::: Information given :::

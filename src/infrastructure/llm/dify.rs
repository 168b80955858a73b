use async_trait::async_trait;
use serde::{Deserialize, Serialize};
use validator::Validate;

use super::http_client::HttpClientTrait;
use super::managed::ProviderBackend;
use super::sse;
use crate::domain::{
    validate_config, ChatRequest, ChatResponse, ChatStream, FinishReason, MessageRole,
    ProviderConfig, ProviderError, ProviderType, StreamChunk, TokenUsage,
};

const DEFAULT_DIFY_BASE_URL: &str = "https://api.dify.ai/v1";
const DEFAULT_DIFY_MODEL: &str = "gpt-3.5-turbo";

/// Configuration for the Dify provider.
#[derive(Debug, Clone, Serialize, Deserialize, Validate)]
pub struct DifyConfig {
    #[serde(flatten)]
    #[validate(nested)]
    pub base: ProviderConfig,

    /// Dify application id, for bookkeeping in multi-app setups.
    #[serde(default, skip_serializing_if = "Option::is_none")]
    pub app_id: Option<String>,

    /// Conversation to continue when the request itself names none.
    #[serde(default, skip_serializing_if = "Option::is_none")]
    pub conversation_id: Option<String>,
}

impl DifyConfig {
    pub fn new(api_key: impl Into<String>) -> Self {
        Self {
            base: ProviderConfig::new(api_key),
            app_id: None,
            conversation_id: None,
        }
    }
}

/// Dify chat-messages provider.
///
/// Dify does not take a message array: its API wants a single `query` plus
/// optional `inputs`, and tracks multi-turn context server-side through an
/// opaque `conversation_id`. Translation takes the last user message as the
/// query and flattens system messages into the inputs; the response's
/// conversation id is surfaced in `extra_data` so the caller can resupply it
/// on the next turn.
#[derive(Debug)]
pub struct DifyProvider<C: HttpClientTrait> {
    client: C,
    config: DifyConfig,
    auth_header: String,
    base_url: String,
}

impl<C: HttpClientTrait> DifyProvider<C> {
    pub fn new(client: C, mut config: DifyConfig) -> Result<Self, ProviderError> {
        validate_config(&config)?;

        if config.base.default_model.is_empty() {
            config.base.default_model = DEFAULT_DIFY_MODEL.to_string();
        }

        let auth_header = format!("Bearer {}", config.base.api_key);
        let base_url = config
            .base
            .base_url
            .as_deref()
            .unwrap_or(DEFAULT_DIFY_BASE_URL)
            .trim_end_matches('/')
            .to_string();

        Ok(Self {
            client,
            config,
            auth_header,
            base_url,
        })
    }

    pub fn config(&self) -> &ProviderConfig {
        &self.config.base
    }

    fn chat_messages_url(&self) -> String {
        format!("{}/chat-messages", self.base_url)
    }

    fn headers(&self) -> Vec<(&str, &str)> {
        vec![
            ("Authorization", self.auth_header.as_str()),
            ("Content-Type", "application/json"),
        ]
    }

    /// The last role=user message is the authoritative query; earlier turns
    /// live server-side under the conversation id.
    fn extract_query(request: &ChatRequest) -> Result<&str, ProviderError> {
        request
            .messages
            .iter()
            .rev()
            .find(|m| m.role() == MessageRole::User)
            .map(|m| m.content())
            .ok_or_else(|| {
                ProviderError::validation("dify requests must contain a user message")
            })
    }

    fn extract_inputs(request: &ChatRequest) -> Option<String> {
        let joined = request
            .messages
            .iter()
            .filter(|m| m.role() == MessageRole::System)
            .map(|m| m.content())
            .collect::<Vec<_>>()
            .join("\n");

        if joined.is_empty() { None } else { Some(joined) }
    }

    fn build_request(
        &self,
        request: &ChatRequest,
        response_mode: &str,
    ) -> Result<serde_json::Value, ProviderError> {
        let query = Self::extract_query(request)?;

        let mut body = serde_json::json!({
            "query": query,
            "response_mode": response_mode,
            "user": request
                .user
                .clone()
                .unwrap_or_else(|| uuid::Uuid::new_v4().to_string()),
        });

        if let Some(inputs) = Self::extract_inputs(request) {
            body["inputs"] = serde_json::json!(inputs);
        }

        if let Some(conversation_id) = request
            .conversation_id
            .as_deref()
            .or(self.config.conversation_id.as_deref())
        {
            body["conversation_id"] = serde_json::json!(conversation_id);
        }

        Ok(body)
    }

    fn parse_response(
        &self,
        request: &ChatRequest,
        json: serde_json::Value,
    ) -> Result<ChatResponse, ProviderError> {
        let response: DifyResponse = serde_json::from_value(json)
            .map_err(|e| ProviderError::parse(format!("unexpected dify response: {}", e)))?;

        let usage = response
            .metadata
            .as_ref()
            .and_then(|m| m.usage.as_ref())
            .map(|u| TokenUsage::new(u.prompt_tokens, u.completion_tokens))
            .unwrap_or_default();

        let id = response
            .id
            .unwrap_or_else(|| uuid::Uuid::new_v4().to_string());

        // Dify does not report a model; echo the requested one.
        let mut unified = ChatResponse::new(
            id,
            response.answer,
            request.model.clone(),
            ProviderType::Dify,
            usage,
        )
        .with_finish_reason(FinishReason::Stop);

        if let Some(conversation_id) = response.conversation_id {
            unified = unified.with_extra("conversation_id", serde_json::json!(conversation_id));
        }
        if let Some(message_id) = response.message_id {
            unified = unified.with_extra("message_id", serde_json::json!(message_id));
        }

        Ok(unified)
    }
}

#[async_trait]
impl<C: HttpClientTrait> ProviderBackend for DifyProvider<C> {
    fn provider_type(&self) -> ProviderType {
        ProviderType::Dify
    }

    async fn call_api(&self, request: &ChatRequest) -> Result<ChatResponse, ProviderError> {
        let url = self.chat_messages_url();
        let body = self.build_request(request, "blocking")?;
        let response = self.client.post_json(&url, self.headers(), &body).await?;

        self.parse_response(request, response)
    }

    async fn call_stream_api(&self, request: &ChatRequest) -> Result<ChatStream, ProviderError> {
        let url = self.chat_messages_url();
        let body = self.build_request(request, "streaming")?;
        let byte_stream = self
            .client
            .post_json_stream(&url, self.headers(), &body)
            .await?;

        let model = request.model.clone();
        let stream_id = uuid::Uuid::new_v4().to_string();

        Ok(sse::parse_lines(byte_stream, move |line| {
            let data = line.strip_prefix("data:")?.trim_start();
            if data.is_empty() {
                return None;
            }

            let event: DifyStreamEvent = match serde_json::from_str(data) {
                Ok(event) => event,
                Err(e) => {
                    return Some(Err(ProviderError::parse(format!(
                        "unexpected dify stream event: {}",
                        e
                    ))));
                }
            };

            match event.event.as_str() {
                // Incremental answer fragments.
                "message" | "agent_message" => {
                    let delta = event.answer.unwrap_or_default();
                    Some(Ok(StreamChunk::new(
                        stream_id.clone(),
                        model.clone(),
                        ProviderType::Dify,
                    )
                    .with_delta(delta)))
                }
                "message_delta" => {
                    let delta = event.delta.unwrap_or_default();
                    Some(Ok(StreamChunk::new(
                        stream_id.clone(),
                        model.clone(),
                        ProviderType::Dify,
                    )
                    .with_delta(delta)))
                }
                // Terminal event: a zero-delta chunk carrying conversation
                // metadata, not a normal data frame.
                "message_end" => {
                    let mut chunk = StreamChunk::new(
                        stream_id.clone(),
                        model.clone(),
                        ProviderType::Dify,
                    )
                    .with_finish_reason(FinishReason::Stop);

                    if let Some(conversation_id) = event.conversation_id {
                        chunk = chunk
                            .with_extra("conversation_id", serde_json::json!(conversation_id));
                    }

                    Some(Ok(chunk))
                }
                "error" => Some(Err(ProviderError::server_unavailable(format!(
                    "dify stream error: {}",
                    event.message.unwrap_or_default()
                )))),
                // ping, workflow events and the like carry no answer text.
                _ => None,
            }
        }))
    }
}

// Dify wire types

#[derive(Debug, Deserialize)]
struct DifyResponse {
    id: Option<String>,
    answer: String,
    conversation_id: Option<String>,
    message_id: Option<String>,
    metadata: Option<DifyMetadata>,
}

#[derive(Debug, Deserialize)]
struct DifyMetadata {
    usage: Option<DifyUsage>,
}

#[derive(Debug, Deserialize)]
struct DifyUsage {
    #[serde(default)]
    prompt_tokens: u32,
    #[serde(default)]
    completion_tokens: u32,
}

#[derive(Debug, Deserialize)]
struct DifyStreamEvent {
    event: String,
    answer: Option<String>,
    delta: Option<String>,
    conversation_id: Option<String>,
    message: Option<String>,
}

:::

**Exercise instructions**
The answer must consist of each line in the entries above that includes "uuid".

**Exercise solution**
                .unwrap_or_else(|| uuid::Uuid::new_v4().to_string()),
            .unwrap_or_else(|| uuid::Uuid::new_v4().to_string());
        let stream_id = uuid::Uuid::new_v4().to_string();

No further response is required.